Patriote convaincu, il instruit la fusion des clubs pour réduire leur nombre afin d’avoir des formations représentatives. Voilà que le Djoliba AC est créé avec des conditionnalités. Les deux équipes fusionnées : l’Africa et le Foyer doivent abandonner leur nom, pour un autre dans le consensus. Fousseyni Diabaté, un supporter du Foyer, et grand syndicaliste propose l’appellation “Djoliba”.

Sa démonstration historique du fleuve Djoliba émeut l’assistance parce que l’Africain se retrouve avec ce nom. Immédiatement un bureau provisoire dirigé par Tiéba Coulibaly est mis en place. C’est à partir de cette date que l’histoire des Rouges commence avec comme premier capitaine Issa Traoré dit Laïs. Il est l’un des noyaux de la première équipe nationale du Mali qui s’illustre avec la Coupe Kwame Nkrumah. Quel parallèle entre le Djoliba d’hier et celui d’aujourd’hui ? Une grande différence dans les mentalités, soutient-il. Le club avait des valeurs qui ne sont plus d’actualité. Cela était la force du Djoliba et constituait la différence avec les autres clubs. Les joueurs avaient une passion pour l’équipe.

Aujourd’hui Laïs dit avoir un grand problème, un souci parce que le Djoliba souffre d’un problème interne, raison pour laquelle il ne se reconnait plus dans son club de cœur.

Ainsi en sa qualité de libéro, il dirige l’axe central djolibiste. Mais seulement pendant quatre saisons. Oui, parce qu’il quitte le pays pour ne plus revenir.  Comment ? Qu’est ce qui a occasionné ce départ définitif ?

Péripéties

Devenu le pilier du bastion défensif des Rouges, Issa Traoré est logiquement sélectionné en équipe nationale, dès les premières heures de l’indépendance. Déjà il occupait les fonctions d’aide comptable à la Compagnie FAO. Ses absences répétées liées au temps d’internat et voyages de l’équipe nationale agacent sa hiérarchie. Laquelle n’a pas caché sa désapprobation.

Laïs finit par obtempérer suite aux instructions du ministre Jean-Marie Koné. Malgré tout Laïs, pour éviter des ennuis administratifs, décide de boycotter un voyage de l’équipe nationale, où le Mali devait rencontrer la Haute Volta dans le cadre de la Coupe Kwamé Nkrumah.

Pour couper court à tous ces agissements, le ministre de la Jeunesse et des Sports l’affecte au Service civique. C’est là où Laïs bénéficie d’une bourse d’études sur l’Allemagne.  A partir de cette nouvelle aventure, selon lui-même, il a déserté, c’est-à-dire qu’il ne retourne plus au Mali et est radié de la fonction publique.

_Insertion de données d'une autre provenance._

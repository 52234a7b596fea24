use ibc_relay_types::applications::transfer::packet::PacketData;
use ibc_relay_types::core::ics04_channel::acknowledgement::Acknowledgement;
use ibc_relay_types::core::ics04_channel::channel::{ChannelEnd, Order, State};
use ibc_relay_types::core::ics04_channel::commitment::{
    compute_ack_commitment, compute_packet_commitment,
};
use ibc_relay_types::core::ics04_channel::events::{
    AcknowledgePacket, SendPacket, TimeoutPacket, WriteAcknowledgement,
};
use ibc_relay_types::core::ics04_channel::msgs::{MsgAcknowledgement, MsgRecvPacket, MsgTimeout};
use ibc_relay_types::core::ics04_channel::packet::{Packet, Sequence};
use ibc_relay_types::core::ics04_channel::timeout::TimeoutHeight;
use ibc_relay_types::core::ics24_host::identifier::{ChannelId, PortId};
use ibc_relay_types::core::ics24_host::path::{
    AcksPath, ChannelEndsPath, CommitmentsPath, Path, ReceiptsPath, SeqAcksPath, SeqRecvsPath,
    SeqSendsPath,
};
use ibc_relay_types::events::{ChainError, IbcEvent, RejectionCode};
use ibc_relay_types::timestamp::Timestamp;
use ibc_relay_types::Height;

use crate::chain::mock::host::{internal, Application, MockHost};
use crate::error::Error;

fn violation(log: impl Into<String>) -> ChainError {
    ChainError::new(RejectionCode::ProtocolViolation, log)
}

fn redundant(log: impl Into<String>) -> ChainError {
    ChainError::new(RejectionCode::Redundant, log)
}

fn commitment_path(packet: &Packet) -> Path {
    CommitmentsPath {
        port_id: packet.source_port.clone(),
        channel_id: packet.source_channel.clone(),
        sequence: packet.sequence,
    }
    .into()
}

fn packet_commitment(packet: &Packet) -> Vec<u8> {
    compute_packet_commitment(
        &packet.data,
        &packet.timeout_height,
        &packet.timeout_timestamp,
    )
    .into_vec()
}

impl MockHost {
    /// Commits a new packet on an open channel end in a new block.
    pub fn send_packet(
        &mut self,
        port_id: PortId,
        channel_id: ChannelId,
        data: Vec<u8>,
        timeout_height: TimeoutHeight,
        timeout_timestamp: Timestamp,
    ) -> Result<Packet, Error> {
        let end: ChannelEnd = self
            .store
            .get_json(&ChannelEndsPath(port_id.clone(), channel_id.clone()).into())?
            .ok_or_else(|| {
                Error::channel_not_found(self.chain_id.clone(), port_id.clone(), channel_id.clone())
            })?;

        if !end.is_open() {
            return Err(Error::channel_closed(port_id, channel_id));
        }

        let destination_channel = end
            .counterparty()
            .channel_id()
            .cloned()
            .ok_or_else(|| Error::channel_closed(port_id.clone(), channel_id.clone()))?;

        let send_path = Path::from(SeqSendsPath(port_id.clone(), channel_id.clone()));
        let sequence: Sequence = self
            .store
            .get_json(&send_path)?
            .unwrap_or_else(|| Sequence::from(1));

        let packet = Packet {
            sequence,
            source_port: port_id,
            source_channel: channel_id,
            destination_port: end.counterparty().port_id().clone(),
            destination_channel,
            data,
            timeout_height,
            timeout_timestamp,
        };

        packet.validate_basic().map_err(Error::channel)?;

        self.store
            .set(commitment_path(&packet), packet_commitment(&packet));
        self.store.set_json(send_path, &sequence.increment())?;

        self.tx_count += 1;
        let height = self.end_block();

        self.record_packet_event(
            IbcEvent::SendPacket(SendPacket {
                packet: packet.clone(),
            }),
            height,
        );

        Ok(packet)
    }

    pub(crate) fn recv_packet(
        &mut self,
        msg: MsgRecvPacket,
        height: Height,
        timestamp: Timestamp,
    ) -> Result<IbcEvent, ChainError> {
        let packet = msg.packet;
        let port_id = packet.destination_port.clone();
        let channel_id = packet.destination_channel.clone();

        let end = self.channel_end(&port_id, &channel_id)?;

        if !end.is_open() {
            return Err(violation(format!("channel {port_id}/{channel_id} is not open")));
        }

        if end.counterparty().port_id() != &packet.source_port
            || end.counterparty().channel_id() != Some(&packet.source_channel)
        {
            return Err(violation(format!(
                "packet source {}/{} is not the counterparty of {port_id}/{channel_id}",
                packet.source_port, packet.source_channel
            )));
        }

        if packet.timed_out(&timestamp, height) {
            return Err(ChainError::new(
                RejectionCode::PacketTimedOut,
                format!("packet {} timed out at height {height}", packet.sequence),
            ));
        }

        let receipt_path = Path::from(ReceiptsPath {
            port_id: port_id.clone(),
            channel_id: channel_id.clone(),
            sequence: packet.sequence,
        });
        let next_recv_path = Path::from(SeqRecvsPath(port_id.clone(), channel_id.clone()));

        match end.ordering {
            Order::Unordered => {
                if self.store.contains(&receipt_path) {
                    return Err(redundant(format!(
                        "packet {} was already received",
                        packet.sequence
                    )));
                }
            }
            Order::Ordered => {
                let next = self.sequence(next_recv_path.clone())?;

                if packet.sequence < next {
                    return Err(redundant(format!(
                        "packet {} was already received",
                        packet.sequence
                    )));
                }

                if packet.sequence > next {
                    return Err(violation(format!(
                        "ordered channel expects packet {next}, got {}",
                        packet.sequence
                    )));
                }
            }
        }

        let client_id = self.channel_client(&end)?;
        self.verify_proof(
            &client_id,
            &msg.proofs,
            commitment_path(&packet),
            Some(&packet_commitment(&packet)),
        )?;

        let ack = self
            .on_recv_packet(&port_id, &packet)
            .to_bytes()
            .map_err(|e| violation(e.to_string()))?;

        match end.ordering {
            Order::Unordered => self.store.set(receipt_path, vec![1]),
            Order::Ordered => self
                .store
                .set_json(next_recv_path, &packet.sequence.increment())
                .map_err(internal)?,
        }

        self.store.set(
            AcksPath {
                port_id: port_id.clone(),
                channel_id: channel_id.clone(),
                sequence: packet.sequence,
            }
            .into(),
            compute_ack_commitment(&ack).into_vec(),
        );

        *self
            .recv_counts
            .entry((port_id, channel_id, packet.sequence))
            .or_default() += 1;

        let event = IbcEvent::WriteAcknowledgement(WriteAcknowledgement { packet, ack });
        self.record_packet_event(event.clone(), height);

        Ok(event)
    }

    /// Applies the packet to the module bound to `port_id`, returning its acknowledgement.
    fn on_recv_packet(&mut self, port_id: &PortId, packet: &Packet) -> Acknowledgement {
        let application = self.modules.get(port_id).map(|module| module.application);

        match application {
            Some(Application::Transfer) => {
                let credited = PacketData::from_bytes(&packet.data)
                    .and_then(|data| data.coin().map(|coin| (data.receiver, coin)));

                match credited {
                    Ok((receiver, coin)) => {
                        self.credit(&receiver, &coin);
                        Acknowledgement::success()
                    }
                    Err(e) => Acknowledgement::from_error(e),
                }
            }
            Some(Application::Echo) => Acknowledgement::Success(packet.data.clone()),
            None => Acknowledgement::from_error(format!("no module is bound to port {port_id}")),
        }
    }

    /// Checks that the packet commitment is still stored, and matches the packet.
    fn pending_commitment(&self, packet: &Packet) -> Result<(), ChainError> {
        let stored = self.store.get(&commitment_path(packet)).ok_or_else(|| {
            redundant(format!(
                "no commitment for packet {} on {}/{}",
                packet.sequence, packet.source_port, packet.source_channel
            ))
        })?;

        if stored != packet_commitment(packet).as_slice() {
            return Err(violation(format!(
                "packet {} does not match its commitment",
                packet.sequence
            )));
        }

        Ok(())
    }

    pub(crate) fn acknowledge_packet(
        &mut self,
        msg: MsgAcknowledgement,
    ) -> Result<IbcEvent, ChainError> {
        let packet = msg.packet;
        let port_id = packet.source_port.clone();
        let channel_id = packet.source_channel.clone();

        let end = self.channel_end(&port_id, &channel_id)?;

        if !end.is_open() {
            return Err(violation(format!("channel {port_id}/{channel_id} is not open")));
        }

        self.pending_commitment(&packet)?;

        let next_ack_path = Path::from(SeqAcksPath(port_id.clone(), channel_id.clone()));

        if end.ordering == Order::Ordered {
            let next = self.sequence(next_ack_path.clone())?;

            if packet.sequence != next {
                return Err(violation(format!(
                    "ordered channel expects acknowledgement {next}, got {}",
                    packet.sequence
                )));
            }
        }

        let client_id = self.channel_client(&end)?;
        self.verify_proof(
            &client_id,
            &msg.proofs,
            AcksPath {
                port_id: packet.destination_port.clone(),
                channel_id: packet.destination_channel.clone(),
                sequence: packet.sequence,
            }
            .into(),
            Some(&compute_ack_commitment(&msg.acknowledgement).into_vec()),
        )?;

        self.store.delete(&commitment_path(&packet));

        if end.ordering == Order::Ordered {
            self.store
                .set_json(next_ack_path, &packet.sequence.increment())
                .map_err(internal)?;
        }

        Ok(IbcEvent::AcknowledgePacket(AcknowledgePacket { packet }))
    }

    pub(crate) fn timeout_packet(&mut self, msg: MsgTimeout) -> Result<IbcEvent, ChainError> {
        let packet = msg.packet;
        let port_id = packet.source_port.clone();
        let channel_id = packet.source_channel.clone();

        let mut end = self.channel_end(&port_id, &channel_id)?;

        self.pending_commitment(&packet)?;

        let client_id = self.channel_client(&end)?;
        let proof_height = msg.proofs.height();
        let consensus_state = self.consensus_state(&client_id, proof_height)?;

        if !packet.timed_out(&consensus_state.timestamp(), proof_height) {
            return Err(violation(format!(
                "packet {} has not timed out at the proof height {proof_height}",
                packet.sequence
            )));
        }

        match end.ordering {
            Order::Unordered => self.verify_proof(
                &client_id,
                &msg.proofs,
                ReceiptsPath {
                    port_id: packet.destination_port.clone(),
                    channel_id: packet.destination_channel.clone(),
                    sequence: packet.sequence,
                }
                .into(),
                None,
            )?,
            Order::Ordered => {
                if msg.next_sequence_recv > packet.sequence {
                    return Err(violation(format!(
                        "packet {} was already received by the counterparty",
                        packet.sequence
                    )));
                }

                let next_recv = serde_json::to_vec(&msg.next_sequence_recv)
                    .map_err(|e| violation(e.to_string()))?;

                self.verify_proof(
                    &client_id,
                    &msg.proofs,
                    SeqRecvsPath(
                        packet.destination_port.clone(),
                        packet.destination_channel.clone(),
                    )
                    .into(),
                    Some(&next_recv),
                )?;
            }
        }

        self.store.delete(&commitment_path(&packet));

        // A timeout on an ordered channel closes it
        if end.ordering == Order::Ordered && !end.is_closed() {
            end.set_state(State::Closed);

            self.store
                .set_json(ChannelEndsPath(port_id, channel_id).into(), &end)
                .map_err(internal)?;
        }

        Ok(IbcEvent::TimeoutPacket(TimeoutPacket { packet }))
    }
}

Après huit mois, l’ancien capitaine des Rouges débarque en France. Le contenu du stage ne lui convient pas parce qu’il désire être entraîneur et non administrateur de football. A Paris, Issa tombe sur un ancien joueur du COB, Mamourou Sangaré, qui lui offre une hospitalité exquise.  Karounga Kéita dit Kéké qui jouait à l’époque à Bordeaux, le conseille à son entraîneur pour un essai de dix jours. Laïs réussit le test, mais il ne peut avoir que le statut de stagiaire avec uniquement des primes. Une telle proposition ne l’enchante pas, d’autant plus qu’il a une famille en charge et doit aussi s’occuper de son vieux père.  Il lui fallait nécessairement une source de revenus stable et conséquente. Laïs quitte les Girondais de Bordeaux et  rejoint Mamourou Sangaré à Paris, qui lui propose son équipe “Les Verts et Blancs” du Groupe Hachette. Issa Traoré accepte pour avoir été embauché par le club comme aide comptable, en plus d’un logement et des primes de matches.

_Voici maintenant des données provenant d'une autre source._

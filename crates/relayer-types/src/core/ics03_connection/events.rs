//! Types for the IBC events emitted by the connection module.

use core::fmt::{Display, Error as FmtError, Formatter};

use serde_derive::{Deserialize, Serialize};

use crate::core::ics24_host::identifier::{ClientId, ConnectionId};

#[derive(Clone, Debug, PartialEq, Eq, Serialize, Deserialize)]
pub struct Attributes {
    pub connection_id: Option<ConnectionId>,
    pub client_id: ClientId,
    pub counterparty_connection_id: Option<ConnectionId>,
    pub counterparty_client_id: ClientId,
}

impl Display for Attributes {
    fn fmt(&self, f: &mut Formatter<'_>) -> Result<(), FmtError> {
        match (&self.connection_id, &self.counterparty_connection_id) {
            (Some(connection_id), Some(counterparty_connection_id)) => write!(
                f,
                "Attributes {{ connection_id: {}, client_id: {}, counterparty_connection_id: {}, counterparty_client_id: {} }}",
                connection_id, self.client_id, counterparty_connection_id, self.counterparty_client_id
            ),
            (Some(connection_id), None) => write!(
                f,
                "Attributes {{ connection_id: {}, client_id: {}, counterparty_connection_id: None, counterparty_client_id: {} }}",
                connection_id, self.client_id, self.counterparty_client_id
            ),
            (None, Some(counterparty_connection_id)) => write!(
                f,
                "Attributes {{ connection_id: None, client_id: {}, counterparty_connection_id: {}, counterparty_client_id: {} }}",
                self.client_id, counterparty_connection_id, self.counterparty_client_id
            ),
            (None, None) => write!(
                f,
                "Attributes {{ connection_id: None, client_id: {}, counterparty_connection_id: None, counterparty_client_id: {} }}",
                self.client_id, self.counterparty_client_id
            ),
        }
    }
}

macro_rules! connection_event {
    ($name:ident) => {
        #[derive(Clone, Debug, PartialEq, Eq, Serialize, Deserialize)]
        pub struct $name(pub Attributes);

        impl $name {
            pub fn attributes(&self) -> &Attributes {
                &self.0
            }

            pub fn connection_id(&self) -> Option<&ConnectionId> {
                self.0.connection_id.as_ref()
            }
        }

        impl Display for $name {
            fn fmt(&self, f: &mut Formatter<'_>) -> Result<(), FmtError> {
                write!(f, "{}", self.0)
            }
        }
    };
}

connection_event!(OpenInit);
connection_event!(OpenTry);
connection_event!(OpenAck);
connection_event!(OpenConfirm);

Par la suite il devient entraîneur de la même équipe jusqu’en 1976. Entre-temps, il passe ses diplômes d’entraîneur avec Jacques Broussier et Michel Mersier. Durant tout ce temps beaucoup d’eaux ont coulé sous le pont. L’amour du pays le contraint à retourner au Mali.

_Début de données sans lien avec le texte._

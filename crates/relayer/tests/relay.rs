mod common;

use core::time::Duration;
use std::thread;
use std::time::Instant;

use test_log::test;

use ibc_relay::chain::handle::{Backoff, BaseChainHandle, ChainHandle};
use ibc_relay::handshake::ConnectOptions;
use ibc_relay::link::PacketState;
use ibc_relay::session::RelaySession;
use ibc_relay::spawn::spawn_chain_runtime_with_config;

use ibc_relay_types::core::ics04_channel::channel::Order;
use ibc_relay_types::core::ics04_channel::packet::Sequence;

use common::{
    bootstrap, connect_session, send_from_a, send_from_a_with_timeout, send_from_b, seqs,
    test_backoff, timeout_in, RecordingObserver,
};

#[test]
fn unordered_packets_are_delivered_and_acknowledged() {
    let chains = bootstrap();
    let observer = RecordingObserver::new();
    let (path, session) = connect_session(&chains, &ConnectOptions::default(), observer.clone());

    for amount in [10, 20, 30] {
        send_from_a(&chains, &path, amount);
    }

    let summary = session.relay_once().unwrap();

    assert_eq!(summary.delivered, seqs(&[1, 2, 3]));
    assert_eq!(summary.acknowledged, seqs(&[1, 2, 3]));
    assert!(summary.timed_out.is_empty());
    assert!(summary.failed.is_empty());

    assert_eq!(observer.delivered(), seqs(&[1, 2, 3]));
    assert_eq!(observer.acknowledged(), seqs(&[1, 2, 3]));

    let (a_to_b, b_to_a) = session.ledgers();
    assert_eq!(
        a_to_b.sequences_in(PacketState::Acknowledged),
        seqs(&[1, 2, 3])
    );
    assert!(b_to_a.is_empty());

    for sequence in seqs(&[1, 2, 3]) {
        assert!(!chains.chain_a.has_packet_commitment(
            &path.record.a_side.port_id,
            &path.record.a_side.channel_id,
            sequence
        ));
        assert!(chains.chain_b.has_packet_receipt(
            &path.record.b_side.port_id,
            &path.record.b_side.channel_id,
            sequence
        ));
    }

    // nothing left to do
    let summary = session.relay_once().unwrap();
    assert!(summary.is_empty());
}

#[test]
fn unreachable_destination_aborts_the_pass_and_a_new_session_resumes() {
    let chains = bootstrap();
    let (path, session) =
        connect_session(&chains, &ConnectOptions::default(), RecordingObserver::new());

    for amount in [1, 2, 3] {
        send_from_a(&chains, &path, amount);
    }

    chains.chain_b.set_offline(true);

    let err = session.relay_once().unwrap_err();
    assert!(err.is_connectivity(), "unexpected error: {err}");

    drop(session);
    chains.chain_b.set_offline(false);

    let session = RelaySession::new(
        chains.handle_a.clone(),
        chains.handle_b.clone(),
        path.record.clone(),
        RecordingObserver::new(),
    )
    .unwrap();

    let summary = session.relay_once().unwrap();

    assert_eq!(summary.delivered, seqs(&[1, 2, 3]));
    assert_eq!(summary.acknowledged, seqs(&[1, 2, 3]));
}

#[test]
fn restarted_session_acknowledges_without_delivering_again() {
    let chains = bootstrap();
    let (path, session) =
        connect_session(&chains, &ConnectOptions::default(), RecordingObserver::new());

    let packet = send_from_a(&chains, &path, 5);

    // the acknowledgement is rejected as stale twice on chain a
    chains.chain_a.reject_next_proofs(2);

    let summary = session.relay_once().unwrap();

    assert_eq!(summary.delivered, vec![packet.sequence]);
    assert!(summary.acknowledged.is_empty());
    assert_eq!(summary.failed.len(), 1);
    assert!(summary.failed[0].1.is_stale_proof());

    let (a_to_b, _) = session.ledgers();
    assert_eq!(a_to_b.state(packet.sequence), Some(PacketState::Delivered));

    drop(session);

    let session = RelaySession::new(
        chains.handle_a.clone(),
        chains.handle_b.clone(),
        path.record.clone(),
        RecordingObserver::new(),
    )
    .unwrap();

    let summary = session.relay_once().unwrap();

    assert!(summary.delivered.is_empty());
    assert_eq!(summary.acknowledged, vec![packet.sequence]);

    assert_eq!(
        chains.chain_b.recv_count(
            &path.record.b_side.port_id,
            &path.record.b_side.channel_id,
            packet.sequence
        ),
        1
    );
}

La carrière de Laïs est aussi liée d’une part aux bons souvenirs : la Coupe Kwame Nkrumah et la victoire du Mali face au Sénégal en 1962 (3 à 1), et d’autre part aux mauvais souvenirs : la finale de la Coupe du Mali en 1961 et la défaite de l’équipe nationale en finale de la Coupe Kwame Nkrumah face au Ghana qui s’est imposé par 4 buts à 0.

Dans la vie, Issa Traoré dit Laïs aime sa famille, le Djoliba, le football. Il déteste la trahison, la méchanceté. L’homme est marié et père de huit enfants.